Which was why, when Rebecca finally walked back into the office with his results and gently told him he was pregnant, Leon laughed outright.
“No.”
Rebecca’s expression softened immediately.
“Leon—”
“No. Run them again.”
“Leon, the tests are accurate.”
“Run them again.”
And because she was Rebecca, she did.
The second results came back exactly the same.
“You’re pregnant,” she repeated gently.
Leon stared at her in complete disbelief.
“That’s impossible.”
“It’s not.”
“No, seriously, this is…”
He stood abruptly, pacing the small office now because suddenly sitting still felt unbearable.
“This is the worst timing imaginable.”
Rebecca watched him quietly while he dragged both hands through his hair.
“Chris and I just built a house two years ago,”
Leon said, laughing weakly under his breath.
“We got married six months ago. We haven’t even talked about kids.”
“You built a life together,”
Rebecca pointed out softly.
“That’s not the point.”
“Isn’t it?”
Leon stopped pacing long enough to stare at her.
Rebecca’s voice gentled further when she continued.
“Leon, maybe this feels terrifying because it wasn’t planned. But listen to yourself. You and Chris already built the hard part.
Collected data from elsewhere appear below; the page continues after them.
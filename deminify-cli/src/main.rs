//! Deminify CLI - JavaScript stack trace deminifier

use anyhow::Context;
use clap::{Parser, Subcommand};
use deminify_core::config;
use deminify_core::{
    name_only_stack_trace_deminifier, render, stack_trace_deminifier, DeminifyOptions,
    DirectoryArtifacts, OutputFormat,
};
use std::io::Read;
use std::path::{Path, PathBuf};
use std::sync::Arc;
use tracing_subscriber::EnvFilter;

#[derive(Parser)]
#[command(name = "deminify")]
#[command(about = "Deminify JavaScript stack traces using source maps")]
#[command(version = env!("DEMINIFY_VERSION"))]
struct Cli {
    /// Log artifact loading and per-frame failures to stderr
    #[arg(long, short, global = true)]
    verbose: bool,

    #[command(subcommand)]
    command: Commands,
}

#[derive(Subcommand)]
enum Commands {
    /// Deminify a stack trace read from a file or stdin
    Trace {
        /// File holding the stack trace (default: stdin)
        file: Option<PathBuf>,

        /// Directory holding the minified scripts and their source maps
        /// (overrides config file; default: the trace file's directory)
        #[arg(long)]
        artifacts: Option<PathBuf>,

        /// Resolve minified function names only, without source maps
        #[arg(long)]
        name_only: bool,

        /// Deminify frames in parallel
        #[arg(long)]
        parallel: bool,

        /// Output format (overrides config file)
        #[arg(long)]
        format: Option<Format>,

        /// Path to config file (default: auto-discover)
        #[arg(long)]
        config: Option<PathBuf>,
    },
    /// Validate or show configuration
    #[command(name = "config")]
    Config {
        #[command(subcommand)]
        action: ConfigAction,
    },
}

#[derive(Subcommand)]
enum ConfigAction {
    /// Validate a config file
    Validate {
        /// Path to config file (default: auto-discover from current directory)
        #[arg(long)]
        path: Option<PathBuf>,
    },
    /// Show the resolved configuration (merged defaults + config file)
    Show {
        /// Path to config file (default: auto-discover from current directory)
        #[arg(long)]
        path: Option<PathBuf>,
    },
}

#[derive(Clone, Copy, clap::ValueEnum)]
enum Format {
    Text,
    Json,
}

impl From<Format> for OutputFormat {
    fn from(format: Format) -> Self {
        match format {
            Format::Text => OutputFormat::Text,
            Format::Json => OutputFormat::Json,
        }
    }
}

fn main() -> anyhow::Result<()> {
    let cli = Cli::parse();
    init_tracing(cli.verbose);

    match cli.command {
        Commands::Trace {
            file,
            artifacts,
            name_only,
            parallel,
            format,
            config: config_path,
        } => {
            let project_root = std::env::current_dir()?;
            let resolved = config::load_and_resolve(&project_root, config_path.as_deref())
                .context("failed to load configuration")?;

            if let Some(path) = &resolved.config_path {
                tracing::debug!(path = %path.display(), "Using config");
            }

            // CLI flags override config file values
            let artifacts_dir = artifacts
                .or(resolved.artifacts_dir)
                .or_else(|| file.as_deref().and_then(Path::parent).map(Path::to_path_buf))
                .filter(|dir| !dir.as_os_str().is_empty())
                .unwrap_or(project_root);
            let name_only = name_only || resolved.name_only;
            let parallel = parallel || resolved.parallel;
            let format = format.map(OutputFormat::from).unwrap_or(resolved.format);

            if !artifacts_dir.is_dir() {
                anyhow::bail!("Artifacts directory does not exist: {}", artifacts_dir.display());
            }

            let stack_trace = read_stack_trace(file.as_deref())?;

            let provider = Arc::new(DirectoryArtifacts::new(artifacts_dir));
            let deminifier = if name_only {
                name_only_stack_trace_deminifier(provider)
            } else {
                stack_trace_deminifier(provider.clone(), provider)
            };
            let deminifier = deminifier.with_options(DeminifyOptions { parallel });

            let result = deminifier.deminify_stack_trace(&stack_trace);
            if result.minified_stack_frames.is_empty() {
                eprintln!("Warning: no stack frames recognized in input");
            }

            print!("{}", render(&result, format));
            if format == OutputFormat::Json {
                println!();
            }
        }
        Commands::Config { action } => match action {
            ConfigAction::Validate { path } => {
                let project_root = std::env::current_dir()?;
                match config::load_and_resolve(&project_root, path.as_deref()) {
                    Ok(resolved) => match resolved.config_path {
                        Some(p) => println!("Config valid: {}", p.display()),
                        None => println!("No config file found. Using defaults."),
                    },
                    Err(e) => {
                        eprintln!("Config validation failed: {:#}", e);
                        std::process::exit(1);
                    }
                }
            }
            ConfigAction::Show { path } => {
                let project_root = std::env::current_dir()?;
                let resolved = config::load_and_resolve(&project_root, path.as_deref())
                    .context("failed to load configuration")?;

                println!("Configuration:");
                match &resolved.config_path {
                    Some(p) => println!("  Source: {}", p.display()),
                    None => println!("  Source: defaults (no config file found)"),
                }
                match &resolved.artifacts_dir {
                    Some(dir) => println!("  Artifacts: {}", dir.display()),
                    None => println!("  Artifacts: (trace file directory)"),
                }
                println!("  Name only: {}", resolved.name_only);
                println!("  Parallel: {}", resolved.parallel);
                println!("  Format: {:?}", resolved.format);
            }
        },
    }

    Ok(())
}

fn init_tracing(verbose: bool) {
    let default = if verbose { "deminify_core=debug" } else { "warn" };
    tracing_subscriber::fmt()
        .with_env_filter(EnvFilter::try_from_default_env().unwrap_or_else(|_| EnvFilter::new(default)))
        .with_writer(std::io::stderr)
        .init();
}

fn read_stack_trace(file: Option<&Path>) -> anyhow::Result<String> {
    match file {
        Some(path) if path != Path::new("-") => std::fs::read_to_string(path)
            .with_context(|| format!("failed to read stack trace: {}", path.display())),
        _ => {
            let mut stack_trace = String::new();
            std::io::stdin()
                .read_to_string(&mut stack_trace)
                .context("failed to read stack trace from stdin")?;
            Ok(stack_trace)
        }
    }
}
You already made a home together.”
Maybe she was right.
That somehow made this even scarier.
Leon sank back into the chair slowly, exhaustion hitting him all over again. “He’s not even here,”
he muttered.
“There’s still two weeks before he comes home and I have no idea how the hell I’m supposed to tell him this.”
Rebecca smiled faintly.
“Chris loves you. I think he’ll survive the shock.”
Leon let out a quiet, disbelieving laugh at that.
Maybe.
But as he sat there in the too-bright office with rain tapping softly against the windows outside, all Leon could think about was Chris walking through the front door two weeks from now and how, somehow, everything between them was about to change forever.